[TASK] In the records below, find each line that holds "reports" and return it.

::::::

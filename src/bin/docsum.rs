//! CLI binary for docsum.
//!
//! A thin shim over the library crate that maps CLI flags to `SummaryConfig`
//! and prints results.

use anyhow::{Context, Result};
use clap::Parser;
use docsum::{
    extract_and_summarize, resummarize, resummarize_to_file, summarize_to_file, Document,
    LengthBucket, SummaryConfig,
};
use indicatif::{ProgressBar, ProgressStyle};
use std::io::{self, Write};
use std::path::PathBuf;
use std::time::Duration;
use tracing_subscriber::EnvFilter;

// ── ANSI colour helpers (no extra deps) ──────────────────────────────────────

fn green(s: &str) -> String {
    format!("\x1b[32m{s}\x1b[0m")
}
fn dim(s: &str) -> String {
    format!("\x1b[2m{s}\x1b[0m")
}
fn bold(s: &str) -> String {
    format!("\x1b[1m{s}\x1b[0m")
}

const AFTER_HELP: &str = r#"EXAMPLES:
  # Summarize a document (stdout)
  docsum report.pdf

  # Longer summary, written to a file
  docsum report.pdf --length long -o summary.md

  # Scanned page as an image
  docsum invoice.png --length short

  # Use a specific model as the first candidate
  docsum --model gemini-2.5-flash report.pdf

  # Regenerate from previously extracted text
  docsum --from-text extracted.txt --length short

  # Print the extracted text instead of the summary
  docsum report.pdf --extract-only

  # Structured JSON output (extracted text + summary + stats)
  docsum --json report.pdf > result.json

MODEL FALLBACK:
  Candidates are tried in order until one answers:
    1. --model (if given)
    2. gemini-2.0-flash
    3. gemini-1.5-flash
    4. gemini-1.5-flash-8b
  Each candidate gets up to --max-retries attempts with exponential backoff
  when the service reports overload (HTTP 503 / UNAVAILABLE).

ENVIRONMENT VARIABLES:
  GEMINI_API_KEY   Gemini API key (required)

SETUP:
  1. Set API key:  export GEMINI_API_KEY=...
  2. Summarize:    docsum report.pdf -o summary.md
"#;

/// Summarize PDF and image documents using Gemini multimodal models.
#[derive(Parser, Debug)]
#[command(
    name = "docsum",
    version,
    about = "Summarize PDF and image documents using Gemini multimodal models",
    long_about = "Extract text from a PDF, PNG, or JPEG document and produce a structured \
Markdown summary (title, key takeaways, detailed explanation) at a chosen target length, \
with automatic retry and model fallback.",
    arg_required_else_help = true,
    color = clap::ColorChoice::Auto,
    after_long_help = AFTER_HELP
)]
struct Cli {
    /// PDF, PNG, or JPEG document to summarize (or a text file with --from-text).
    input: PathBuf,

    /// Write the summary Markdown to this file instead of stdout.
    #[arg(short, long, env = "DOCSUM_OUTPUT")]
    output: Option<PathBuf>,

    /// Target summary length: short (~50-80 words), medium (~120-160), long (~250-300).
    #[arg(short, long, env = "DOCSUM_LENGTH", value_enum, default_value = "medium")]
    length: LengthArg,

    /// Model tried as the first candidate (e.g. gemini-2.0-flash).
    #[arg(long, env = "DOCSUM_MODEL")]
    model: Option<String>,

    /// Treat the input as previously extracted plain text and regenerate
    /// the summary from it (no document upload).
    #[arg(long)]
    from_text: bool,

    /// Print the extracted text instead of the summary.
    #[arg(long, conflicts_with = "from_text")]
    extract_only: bool,

    /// Output structured JSON (extracted text, summary, stats) instead of Markdown.
    #[arg(long, env = "DOCSUM_JSON")]
    json: bool,

    /// Attempts per model when the service reports overload.
    #[arg(long, env = "DOCSUM_MAX_RETRIES", default_value_t = 5)]
    max_retries: u32,

    /// Per-request transport timeout in seconds.
    #[arg(long, env = "DOCSUM_API_TIMEOUT", default_value_t = 120)]
    api_timeout: u64,

    /// Disable the progress spinner.
    #[arg(long, env = "DOCSUM_NO_PROGRESS")]
    no_progress: bool,

    /// Enable DEBUG-level tracing logs.
    #[arg(short, long, env = "DOCSUM_VERBOSE")]
    verbose: bool,

    /// Suppress all output except errors and the result.
    #[arg(short, long, env = "DOCSUM_QUIET")]
    quiet: bool,
}

#[derive(clap::ValueEnum, Clone, Debug)]
enum LengthArg {
    Short,
    Medium,
    Long,
}

impl From<LengthArg> for LengthBucket {
    fn from(v: LengthArg) -> Self {
        match v {
            LengthArg::Short => LengthBucket::Short,
            LengthArg::Medium => LengthBucket::Medium,
            LengthArg::Long => LengthBucket::Long,
        }
    }
}

#[tokio::main]
async fn main() -> Result<()> {
    let cli = Cli::parse();

    // ── Logging setup ────────────────────────────────────────────────────
    // The spinner provides the only feedback most users need; library logs
    // surface at WARN (retries, fallbacks) unless --verbose is given.
    let filter = if cli.verbose {
        "debug"
    } else if cli.quiet {
        "error"
    } else {
        "warn"
    };
    tracing_subscriber::fmt()
        .with_env_filter(
            EnvFilter::try_from_default_env().unwrap_or_else(|_| EnvFilter::new(filter)),
        )
        .with_writer(io::stderr)
        .init();

    let length: LengthBucket = cli.length.clone().into();
    let mut config = SummaryConfig::builder()
        .max_attempts(cli.max_retries)
        .api_timeout_secs(cli.api_timeout)
        .build()
        .context("Invalid configuration")?;
    config.model = cli.model.clone();

    let spinner = if cli.quiet || cli.no_progress || cli.json {
        None
    } else {
        let bar = ProgressBar::new_spinner();
        bar.set_style(
            ProgressStyle::with_template("{spinner:.cyan} {msg}")
                .unwrap_or_else(|_| ProgressStyle::default_spinner()),
        );
        bar.set_message("Analyzing your document…");
        bar.enable_steady_tick(Duration::from_millis(80));
        Some(bar)
    };

    let result = run(&cli, length, &config).await;

    if let Some(bar) = spinner {
        bar.finish_and_clear();
    }

    match result {
        Ok(RunOutput {
            body,
            model,
            attempts,
            duration_ms,
        }) => {
            let stdout = io::stdout();
            let mut handle = stdout.lock();
            handle
                .write_all(body.as_bytes())
                .context("Failed to write to stdout")?;
            if !body.ends_with('\n') {
                handle.write_all(b"\n").ok();
            }
            if !cli.quiet {
                eprintln!(
                    "{} {}  {}",
                    green("✔"),
                    bold(&model),
                    dim(&format!("{attempts} attempt(s), {duration_ms}ms")),
                );
            }
            Ok(())
        }
        Err(err) => {
            // Classification detail goes to the log; the user sees the
            // short stable message.
            tracing::error!("{err}");
            anyhow::bail!("{}", err.user_message())
        }
    }
}

struct RunOutput {
    body: String,
    model: String,
    attempts: u32,
    duration_ms: u64,
}

async fn run(
    cli: &Cli,
    length: LengthBucket,
    config: &SummaryConfig,
) -> Result<RunOutput, docsum::DocsumError> {
    if cli.from_text {
        let text = std::fs::read_to_string(&cli.input).map_err(|e| match e.kind() {
            io::ErrorKind::NotFound => docsum::DocsumError::FileNotFound {
                path: cli.input.clone(),
            },
            _ => docsum::DocsumError::Internal(format!(
                "failed to read '{}': {e}",
                cli.input.display()
            )),
        })?;
        let result = if let Some(ref output_path) = cli.output {
            resummarize_to_file(&text, length, config, output_path).await?
        } else {
            resummarize(&text, length, config).await?
        };
        let body = if cli.json {
            serde_json::to_string_pretty(&result)
                .map_err(|e| docsum::DocsumError::Internal(e.to_string()))?
        } else if let Some(ref output_path) = cli.output {
            format!("Summary written to {}", output_path.display())
        } else {
            result.markdown.clone()
        };
        return Ok(RunOutput {
            body,
            model: result.stats.model,
            attempts: result.stats.attempts,
            duration_ms: result.stats.duration_ms,
        });
    }

    let document = Document::from_path(&cli.input)?;

    let result = if let Some(ref output_path) = cli.output {
        summarize_to_file(&document, length, config, output_path).await?
    } else {
        extract_and_summarize(&document, length, config).await?
    };

    let body = if cli.json {
        serde_json::to_string_pretty(&result)
            .map_err(|e| docsum::DocsumError::Internal(e.to_string()))?
    } else if cli.extract_only {
        result.extracted_text.clone()
    } else if cli.output.is_some() {
        // Summary already written to the file; echo where it went.
        format!("Summary written to {}", cli.output.as_ref().unwrap().display())
    } else {
        result.summary.clone()
    };

    Ok(RunOutput {
        body,
        model: result.stats.model,
        attempts: result.stats.attempts,
        duration_ms: result.stats.duration_ms,
    })
}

::::::

[THE ANSWER]
  when the service reports overload (HTTP 503 / UNAVAILABLE).
    /// Attempts per model when the service reports overload.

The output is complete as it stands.